The minimum response threshold for evaluation is ceil(block_count / 2) items answered, matching the TypeScript disposition pipeline exactly.
Qualtrics Export Format
Qualtrics CSV exports include 3 header rows: column names (row 0), question text (row 1), and import IDs (row 2). Data starts at row 3. The pipeline handles UTF-8 BOM markers (common in Qualtrics exports), embedded newlines in quoted feedback fields, and both label mode (“TRUE”/“FALSE”) and numeric mode (“1”/“0”) for the Finished column.

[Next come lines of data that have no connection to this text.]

use super::traits::{Observer, ObserverEvent, ObserverMetric};
use tracing::{debug, info, warn};

/// Log-based observer: uses tracing, zero external deps
pub struct LogObserver;

impl LogObserver {
    pub fn new() -> Self {
        Self
    }
}

fn millis(duration: std::time::Duration) -> u64 {
    u64::try_from(duration.as_millis()).unwrap_or(u64::MAX)
}

impl Observer for LogObserver {
    fn record_event(&self, event: &ObserverEvent) {
        match event {
            ObserverEvent::StageCompleted {
                stage,
                engine,
                duration,
                cache_hit,
                degraded,
            } => {
                info!(
                    stage = %stage,
                    engine = %engine,
                    duration_ms = millis(*duration),
                    cache_hit,
                    degraded,
                    "stage.completed"
                );
            }
            ObserverEvent::EngineFallback {
                stage,
                engine,
                reason,
            } => {
                warn!(stage = %stage, engine = %engine, reason = %reason, "stage.fallback");
            }
            ObserverEvent::CacheUnavailable { operation, message } => {
                warn!(operation, error = %message, "cache.unavailable");
            }
            ObserverEvent::StateChanged { request_id, state } => {
                debug!(request_id = %request_id, state, "conversion.state");
            }
            ObserverEvent::ConversionCompleted {
                duration,
                confidence,
            } => {
                info!(
                    duration_ms = millis(*duration),
                    confidence, "conversion.completed"
                );
            }
            ObserverEvent::Error { component, message } => {
                warn!(component = %component, error = %message, "error");
            }
        }
    }

    fn record_metric(&self, metric: &ObserverMetric) {
        match metric {
            ObserverMetric::RequestLatency(d) => {
                info!(latency_ms = millis(*d), "metric.request_latency");
            }
            ObserverMetric::CacheHit { stage } => {
                info!(stage = %stage, "metric.cache_hit");
            }
            ObserverMetric::CacheMiss { stage } => {
                info!(stage = %stage, "metric.cache_miss");
            }
            ObserverMetric::InFlightRequests(n) => {
                info!(in_flight = n, "metric.in_flight_requests");
            }
        }
    }

    fn name(&self) -> &str {
        "log"
    }
}

#[cfg(test)]
mod tests {
    use super::*;
    use crate::pipeline::Stage;
    use std::time::Duration;

    #[test]
    fn log_observer_name() {
        assert_eq!(LogObserver::new().name(), "log");
    }

    #[test]
    fn log_observer_handles_every_event() {
        let obs = LogObserver::new();
        obs.record_event(&ObserverEvent::StageCompleted {
            stage: Stage::Detection,
            engine: "heuristic".into(),
            duration: Duration::from_millis(1),
            cache_hit: true,
            degraded: false,
        });
        obs.record_event(&ObserverEvent::EngineFallback {
            stage: Stage::Grammar,
            engine: "languagetool".into(),
            reason: "timeout".into(),
        });
        obs.record_event(&ObserverEvent::StateChanged {
            request_id: "r-1".into(),
            state: "humanized",
        });
        obs.record_event(&ObserverEvent::ConversionCompleted {
            duration: Duration::from_secs(u64::MAX),
            confidence: 0.8,
        });
        obs.record_event(&ObserverEvent::Error {
            component: "gateway".into(),
            message: "boom".into(),
        });
        obs.record_metric(&ObserverMetric::InFlightRequests(3));
        obs.record_metric(&ObserverMetric::CacheMiss {
            stage: Stage::Plagiarism,
        });
    }
}
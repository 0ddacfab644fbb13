use serde::{Deserialize, Serialize};

#[derive(Debug, Clone, Serialize, Deserialize)]
pub struct ObservabilityConfig {
    /// "none" | "log"
    pub backend: String,
}

impl Default for ObservabilityConfig {
    fn default() -> Self {
        Self {
            backend: "log".into(),
        }
    }
}
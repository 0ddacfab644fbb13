use humanizer::config::{Config, EndpointConfig};
use humanizer::diagnostics::health;
use humanizer::pipeline::Stage;
use humanizer::pipeline::{ConversionRequest, Pipeline, Tone};
use serde_json::json;
use wiremock::matchers::{body_string_contains, header, method, path};
use wiremock::{Mock, MockServer, ResponseTemplate};

const TEXT: &str = "Our quarterly report shows steady growth across every region we serve today.";

fn endpoint(server: &MockServer, route: &str, key: &str) -> EndpointConfig {
    EndpointConfig {
        api_key: Some(key.to_string()),
        url: Some(format!("{}{route}", server.uri())),
    }
}

#[tokio::test]
async fn answering_detector_is_used_and_named() {
    let server = MockServer::start().await;
    Mock::given(method("POST"))
        .and(path("/gptzero"))
        .and(header("X-API-KEY", "gz-key"))
        .respond_with(ResponseTemplate::new(200).set_body_json(json!({
            "documents": [{"completely_generated_prob": 0.72}]
        })))
        .expect(1)
        .mount(&server)
        .await;

    let mut config = Config::default();
    config.providers.detection.gptzero = endpoint(&server, "/gptzero", "gz-key");
    let pipeline = Pipeline::from_config(&config);

    let result = pipeline.detect(TEXT).await.unwrap();
    assert_eq!(result.engine(), Some("providers"));
    assert!(!result.degraded());
    assert!((result.score - 0.72).abs() < 1e-9);
    assert_eq!(result.metadata["providers"], json!(["gptzero"]));
    assert_eq!(result.metadata["is_ai_detected"], true);
}

#[tokio::test]
async fn failing_detector_falls_back_to_heuristics() {
    let server = MockServer::start().await;
    Mock::given(method("POST"))
        .and(path("/originality"))
        .respond_with(ResponseTemplate::new(503).set_body_string("maintenance"))
        .mount(&server)
        .await;

    let mut config = Config::default();
    config.providers.detection.originality = endpoint(&server, "/originality", "orig-key");
    let pipeline = Pipeline::from_config(&config);

    let result = pipeline.detect(TEXT).await.unwrap();
    assert_eq!(result.engine(), Some("heuristic"));
    assert!(result.degraded());

    // Degraded results are not cached, so the provider is asked again.
    let again = pipeline.detect(TEXT).await.unwrap();
    assert!(!again.cached());
    let requests = server.received_requests().await.unwrap_or_default();
    assert_eq!(requests.len(), 2);
}

#[tokio::test]
async fn each_provider_score_is_reported_and_tracked() {
    let server = MockServer::start().await;
    Mock::given(method("POST"))
        .and(path("/gptzero"))
        .respond_with(ResponseTemplate::new(200).set_body_json(json!({
            "documents": [{"completely_generated_prob": 0.72}]
        })))
        .mount(&server)
        .await;
    Mock::given(method("POST"))
        .and(path("/turnitin"))
        .respond_with(ResponseTemplate::new(200).set_body_json(json!({"ai_similarity": 0.1})))
        .mount(&server)
        .await;
    Mock::given(method("POST"))
        .and(path("/copyleaks"))
        .respond_with(ResponseTemplate::new(502).set_body_string("bad gateway"))
        .mount(&server)
        .await;

    let mut config = Config::default();
    config.providers.detection.gptzero = endpoint(&server, "/gptzero", "gz-key");
    config.providers.detection.turnitin = endpoint(&server, "/turnitin", "ti-key");
    config.providers.detection.copyleaks = endpoint(&server, "/copyleaks", "cl-key");
    let pipeline = Pipeline::from_config(&config);

    let result = pipeline.detect(TEXT).await.unwrap();
    assert_eq!(result.engine(), Some("providers"));
    assert_eq!(
        result.metadata["provider_scores"],
        json!({"gptzero": 0.72, "turnitin": 0.1})
    );
    assert_eq!(result.metadata["failures"], json!(["copyleaks"]));

    let copyleaks = health::component(&health::provider_component(Stage::Detection, "copyleaks"))
        .expect("failed provider should be tracked");
    assert_eq!(copyleaks.status, health::Status::Error);
    let turnitin = health::component(&health::provider_component(Stage::Detection, "turnitin"))
        .expect("answering provider should be tracked");
    assert_eq!(turnitin.status, health::Status::Ok);
}

#[tokio::test]
async fn percentage_scores_are_scaled() {
    let server = MockServer::start().await;
    Mock::given(method("POST"))
        .and(path("/copyleaks"))
        .respond_with(ResponseTemplate::new(200).set_body_json(json!({
            "results": {"plagiarism": 40.0}
        })))
        .mount(&server)
        .await;

    let mut config = Config::default();
    config.providers.plagiarism.copyleaks = endpoint(&server, "/copyleaks", "cl-key");
    let pipeline = Pipeline::from_config(&config);

    let result = pipeline.plagiarism(TEXT).await.unwrap();
    assert_eq!(result.engine(), Some("providers"));
    assert!((result.score - 0.4).abs() < 1e-9);
    assert_eq!(result.metadata["is_plagiarized"], true);
}

#[tokio::test]
async fn languagetool_replacements_respect_utf16_offsets() {
    let server = MockServer::start().await;
    // "😀 " is three UTF-16 units, so "teh" starts at offset 3.
    Mock::given(method("POST"))
        .and(path("/check"))
        .and(body_string_contains("language=en-US"))
        .respond_with(ResponseTemplate::new(200).set_body_json(json!({
            "matches": [{"offset": 3, "length": 3, "replacements": [{"value": "the"}]}]
        })))
        .mount(&server)
        .await;

    let mut config = Config::default();
    config.providers.grammar.base_url = Some(server.uri());
    let pipeline = Pipeline::from_config(&config);

    let result = pipeline.grammar("😀 teh cat sat.").await.unwrap();
    assert_eq!(result.engine(), Some("languagetool"));
    assert_eq!(result.output_text, "😀 the cat sat.");
    assert_eq!(result.edits_count(), 1);
}

#[tokio::test]
async fn rewrite_model_output_is_used_when_it_keeps_facts() {
    let server = MockServer::start().await;
    Mock::given(method("POST"))
        .and(path("/chat/completions"))
        .and(header("Authorization", "Bearer sk-test"))
        .respond_with(ResponseTemplate::new(200).set_body_json(json!({
            "choices": [{"message": {"role": "assistant", "content": "In 2022, Acme hired 40 people."}}]
        })))
        .mount(&server)
        .await;

    let mut config = Config::default();
    config.providers.rewrite.api_key = Some("sk-test".to_string());
    config.providers.rewrite.base_url = Some(server.uri());
    let pipeline = Pipeline::from_config(&config);

    let mut request = ConversionRequest::new("In 2022, Acme has hired a total of 40 people.");
    request.tone = Tone::Casual;
    let response = pipeline.convert(&request).await.unwrap();
    assert_eq!(response.humanized.engine(), Some("model"));
    assert_eq!(response.converted_text, "In 2022, Acme hired 40 people.");
    assert_eq!(response.humanized.metadata["model"], "gpt-4o-mini");
}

Don’t Know Responses (Readiness & Maturity)
The Readiness and Maturity constructs allow “Don’t Know” as a response option. These are treated as missing data (excluded from person-level means), not mapped to a numeric value. This prevents artificial deflation of construct scores. The Barriers construct does not include a Don’t Know option.
Reproducibility
All analysis code is open source and can be run independently against the public dataset. The sensitivity analysis shown above is generated automatically by the daily analysis pipeline and committed to the repository as JSON data.